Saved data entries
────────

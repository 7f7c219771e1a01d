use std::collections::HashSet;
use std::sync::Arc;
use std::time::Duration;

use chrono::Utc;
use common::config::Config;
use common::db::AgentDb;
use tracing::{debug, error, info, warn};

use crate::auditor::AuditReport;
use crate::classifier::{self, ClassifierRules};
use crate::execution::ExecutionOutcome;
use crate::feeds::{AnalyticsFeed, SocialFeed, TradeExecutor};
use crate::store;
use crate::watermark;

/// Lifetime PnL a discovered wallet must clear before it is tracked.
const DISCOVERY_MIN_PNL_USD: f64 = 5000.0;

const LAST_STATUS_POST_KEY: &str = "last_status_post";
const LAST_CHECK_KEY: &str = "last_check";

/// Drives the fixed-order scan cycle. Generic over the three external
/// seams so cycle behavior is testable against canned feeds.
pub struct Orchestrator<A, S, E> {
    db: Arc<AgentDb>,
    config: Config,
    rules: ClassifierRules,
    analytics: A,
    social: S,
    executor: E,
    fid: Option<String>,
    signer_uuid: Option<String>,
}

impl<A, S, E> Orchestrator<A, S, E>
where
    A: AnalyticsFeed,
    S: SocialFeed,
    E: TradeExecutor,
{
    #[allow(clippy::too_many_arguments)]
    pub fn new(
        db: Arc<AgentDb>,
        config: Config,
        analytics: A,
        social: S,
        executor: E,
        fid: Option<String>,
        signer_uuid: Option<String>,
    ) -> Self {
        let rules = ClassifierRules::from_config(&config.classifier);
        Self {
            db,
            config,
            rules,
            analytics,
            social,
            executor,
            fid,
            signer_uuid,
        }
    }

    /// Cycle forever with a fixed sleep between runs. Individual cycle
    /// failures never escape.
    pub async fn run(&self) {
        let interval = Duration::from_secs(self.config.general.cycle_interval_secs);
        loop {
            self.run_cycle().await;
            tokio::time::sleep(interval).await;
        }
    }

    /// One full scan cycle. Every phase is independently guarded; a
    /// failing phase is logged and the next one still runs.
    pub async fn run_cycle(&self) {
        metrics::counter!("agent_cycles_total").increment(1);
        let started = std::time::Instant::now();
        info!("cycle started");

        if let Err(e) = self.market_pulse().await {
            error!(phase = "market_pulse", error = %e, "cycle phase failed");
        }
        if let Err(e) = self.refresh_wallet_pnl().await {
            error!(phase = "pnl_refresh", error = %e, "cycle phase failed");
        }
        if let Err(e) = self.handle_mentions().await {
            error!(phase = "mentions", error = %e, "cycle phase failed");
        }
        if let Err(e) = self.mirror_watched_wallets().await {
            error!(phase = "mirror", error = %e, "cycle phase failed");
        }
        if let Err(e) = self.discover_wallets().await {
            error!(phase = "discovery", error = %e, "cycle phase failed");
        }
        if let Err(e) = self.broadcast_status().await {
            error!(phase = "broadcast", error = %e, "cycle phase failed");
        }

        if let Err(e) = store::upsert_metric(
            &self.db,
            LAST_CHECK_KEY,
            1.0,
            Utc::now().timestamp_millis(),
        )
        .await
        {
            warn!(error = %e, "failed to record cycle heartbeat");
        }

        info!(
            elapsed_ms = started.elapsed().as_millis() as u64,
            "cycle complete"
        );
    }

    /// Best-effort market refresh: top movers per configured chain,
    /// logged to the intel feed.
    async fn market_pulse(&self) -> anyhow::Result<()> {
        for chain in &self.config.zerion.chains {
            let tokens = self.analytics.trending(chain).await;
            let Some(leader) = tokens.first() else {
                debug!(chain, "no trending data");
                continue;
            };
            info!(
                chain,
                leader = %leader.symbol,
                change_1d = leader.price_change_1d,
                movers = tokens.len(),
                "market pulse"
            );
            store::log_intel(
                &self.db,
                &format!(
                    "Market pulse [{chain}]: {} {:+.1}% leads {} movers",
                    leader.symbol,
                    leader.price_change_1d,
                    tokens.len()
                ),
            )
            .await;
        }
        Ok(())
    }

    async fn refresh_wallet_pnl(&self) -> anyhow::Result<()> {
        for wallet in store::load_watched_wallets(&self.db).await? {
            let Some(pnl) = self.analytics.lifetime_pnl(&wallet.address).await else {
                continue;
            };
            if let Err(e) = store::update_wallet_pnl(&self.db, wallet.id, pnl.total_usd).await {
                warn!(wallet = %wallet.address, error = %e, "failed to persist PnL");
            }
        }
        Ok(())
    }

    /// Reply to unprocessed mentions with a wallet audit. Every mention
    /// is marked processed exactly once, whether or not a reply went out.
    async fn handle_mentions(&self) -> anyhow::Result<()> {
        let Some(fid) = self.fid.as_deref() else {
            debug!("no agent fid configured, skipping mentions");
            return Ok(());
        };

        let mentions = self
            .social
            .fetch_mentions(fid, self.config.neynar.mention_limit)
            .await;

        for mention in mentions {
            if store::is_notification_processed(&self.db, &mention.hash).await? {
                continue;
            }

            if let Some(address) = mention.address.as_deref() {
                let report = AuditReport::from_pnl(self.analytics.lifetime_pnl(address).await);
                info!(
                    author = %mention.author,
                    wallet = address,
                    score = report.score,
                    standing = %report.standing,
                    "mention audited"
                );

                if let Some(signer) = self.signer_uuid.as_deref() {
                    let receipt = self
                        .social
                        .post_cast(signer, &report.reply_text(&mention.author), Some(&mention.hash))
                        .await;
                    if receipt.success {
                        metrics::counter!("agent_mentions_replied_total").increment(1);
                    } else {
                        warn!(author = %mention.author, "audit reply did not post");
                    }
                }

                store::log_intel(
                    &self.db,
                    &format!(
                        "Audited @{} ({address}): score {:.1}, {}",
                        mention.author, report.score, report.standing
                    ),
                )
                .await;
            }

            store::mark_notification_processed(&self.db, &mention.hash).await?;
        }
        Ok(())
    }

    /// The core loop: scan each watched wallet's feed, replicate the
    /// newest unseen trade, advance the feed watermark.
    async fn mirror_watched_wallets(&self) -> anyhow::Result<()> {
        let wallets = store::load_watched_wallets(&self.db).await?;
        metrics::gauge!("agent_watched_wallets").set(wallets.len() as f64);

        for wallet in wallets {
            let txs = self.analytics.fetch_transactions(&wallet.address).await;
            let signals = classifier::classify_page(&txs, &self.rules);
            metrics::counter!("agent_signals_classified_total").increment(signals.len() as u64);

            let Some((page_ts, page_hash)) = watermark::page_watermark(&signals) else {
                continue;
            };
            let page_hash = page_hash.map(str::to_string);

            let fresh = watermark::select_new(&signals, wallet.watermark);
            // At most one replicated trade per wallet per cycle: the
            // newest qualifying signal wins, older ones are superseded.
            let candidate = fresh
                .into_iter()
                .find(|s| s.is_trade && s.token_address.is_some());

            if let Some(signal) = candidate {
                self.replicate(&wallet.address, &wallet.label, signal).await?;
            }

            store::advance_watermark(&self.db, wallet.id, page_ts, page_hash).await?;
        }
        Ok(())
    }

    async fn replicate(
        &self,
        trader: &str,
        label: &str,
        signal: &classifier::Signal,
    ) -> anyhow::Result<()> {
        let token = signal.token_address.clone().unwrap_or_default();
        let chain = signal.chain_id.as_deref().unwrap_or("unknown");

        // Screening only; an unverified token is logged, not blocked.
        let meta = self.analytics.token_meta(&token, chain).await;
        info!(
            token = %signal.symbol,
            verified = meta.verified,
            market_cap = meta.market_cap,
            volume_24h = meta.volume_24h,
            "token screen"
        );

        info!(
            trader,
            label,
            chain,
            side = %signal.side,
            token = %signal.symbol,
            "mirroring trade"
        );

        let outcome = self.executor.dispatch(signal).await;
        match outcome {
            ExecutionOutcome::Settled { tx_hash } => {
                metrics::counter!("agent_mirror_dispatch_total", "outcome" => "settled")
                    .increment(1);
                store::insert_replicated_trade(
                    &self.db,
                    trader,
                    &token,
                    signal.side.as_str(),
                    &tx_hash,
                    chain,
                    Utc::now().timestamp_millis(),
                )
                .await?;
                store::log_intel(
                    &self.db,
                    &format!(
                        "Mirrored {} {} from {label} on {chain}: {tx_hash}",
                        signal.side, signal.symbol
                    ),
                )
                .await;
            }
            ExecutionOutcome::Skipped { reason } => {
                metrics::counter!("agent_mirror_dispatch_total", "outcome" => "skipped")
                    .increment(1);
                info!(trader, reason = %reason, "mirror skipped");
            }
            ExecutionOutcome::Failed { reason } => {
                metrics::counter!("agent_mirror_dispatch_total", "outcome" => "failed")
                    .increment(1);
                warn!(trader, reason = %reason, "mirror failed");
            }
        }
        Ok(())
    }

    /// Keyword search for traders worth tracking. A wallet is admitted
    /// once per address no matter how many casts surface it.
    async fn discover_wallets(&self) -> anyhow::Result<()> {
        let mut seen: HashSet<String> = HashSet::new();

        for keyword in &self.config.discovery.keywords {
            let leads = self
                .social
                .search_casts(keyword, self.config.neynar.search_limit)
                .await;

            for lead in leads {
                let Some(address) = lead.address else { continue };
                if !seen.insert(address.clone()) {
                    continue;
                }
                if store::wallet_exists(&self.db, &address).await? {
                    continue;
                }

                let report = AuditReport::from_pnl(self.analytics.lifetime_pnl(&address).await);
                if report.pnl_usd <= DISCOVERY_MIN_PNL_USD {
                    debug!(wallet = %address, pnl = report.pnl_usd, "lead below admission bar");
                    continue;
                }

                let label = if lead.author.is_empty() {
                    address.chars().take(10).collect()
                } else {
                    lead.author.clone()
                };
                if store::admit_wallet(&self.db, &address, &label, report.pnl_usd, "keyword_search")
                    .await?
                {
                    metrics::counter!("agent_wallets_discovered_total").increment(1);
                    info!(wallet = %address, label = %label, pnl = report.pnl_usd, keyword, "wallet admitted");
                    store::log_intel(
                        &self.db,
                        &format!("Now tracking {label} ({address}), PnL ${:.0}", report.pnl_usd),
                    )
                    .await;
                }
            }
        }
        Ok(())
    }

    /// Periodic public report of the most profitable tracked wallets.
    async fn broadcast_status(&self) -> anyhow::Result<()> {
        let Some(signer) = self.signer_uuid.as_deref() else {
            return Ok(());
        };

        let now_ms = Utc::now().timestamp_millis();
        let last_post = store::metric_timestamp(&self.db, LAST_STATUS_POST_KEY).await?;
        let interval_ms = self.config.broadcast.interval_secs as i64 * 1000;
        if now_ms - last_post < interval_ms {
            return Ok(());
        }

        let top = store::top_wallets_by_pnl(&self.db, self.config.broadcast.top_n).await?;
        if top.is_empty() {
            debug!("no ranked wallets yet, broadcast skipped");
            return Ok(());
        }

        let receipt = self
            .social
            .post_cast(signer, &broadcast_text(&top), None)
            .await;
        if receipt.success {
            store::upsert_metric(&self.db, LAST_STATUS_POST_KEY, 1.0, now_ms).await?;
            info!(wallets = top.len(), "status broadcast posted");
        } else {
            warn!("status broadcast did not post");
        }
        Ok(())
    }
}

fn broadcast_text(top: &[(String, f64)]) -> String {
    let mut text = String::from("Live alpha report. Top tracked wallets by lifetime PnL:\n");
    for (rank, (label, pnl)) in top.iter().enumerate() {
        text.push_str(&format!("{}. {label}: ${pnl:.0}\n", rank + 1));
    }
    text.push_str("Every qualifying move gets mirrored.");
    text
}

────────

Instructions to follow
Transcribe verbatim. Cover the lines from the first line of the entries above to the line containing "against canned feeds.", inclusive.

Exercise result
repository 7f7c219771e1a01d
use std::collections::HashSet;
use std::sync::Arc;
use std::time::Duration;

use chrono::Utc;
use common::config::Config;
use common::db::AgentDb;
use tracing::{debug, error, info, warn};

use crate::auditor::AuditReport;
use crate::classifier::{self, ClassifierRules};
use crate::execution::ExecutionOutcome;
use crate::feeds::{AnalyticsFeed, SocialFeed, TradeExecutor};
use crate::store;
use crate::watermark;

/// Lifetime PnL a discovered wallet must clear before it is tracked.
const DISCOVERY_MIN_PNL_USD: f64 = 5000.0;

const LAST_STATUS_POST_KEY: &str = "last_status_post";
const LAST_CHECK_KEY: &str = "last_check";

/// Drives the fixed-order scan cycle. Generic over the three external
/// seams so cycle behavior is testable against canned feeds.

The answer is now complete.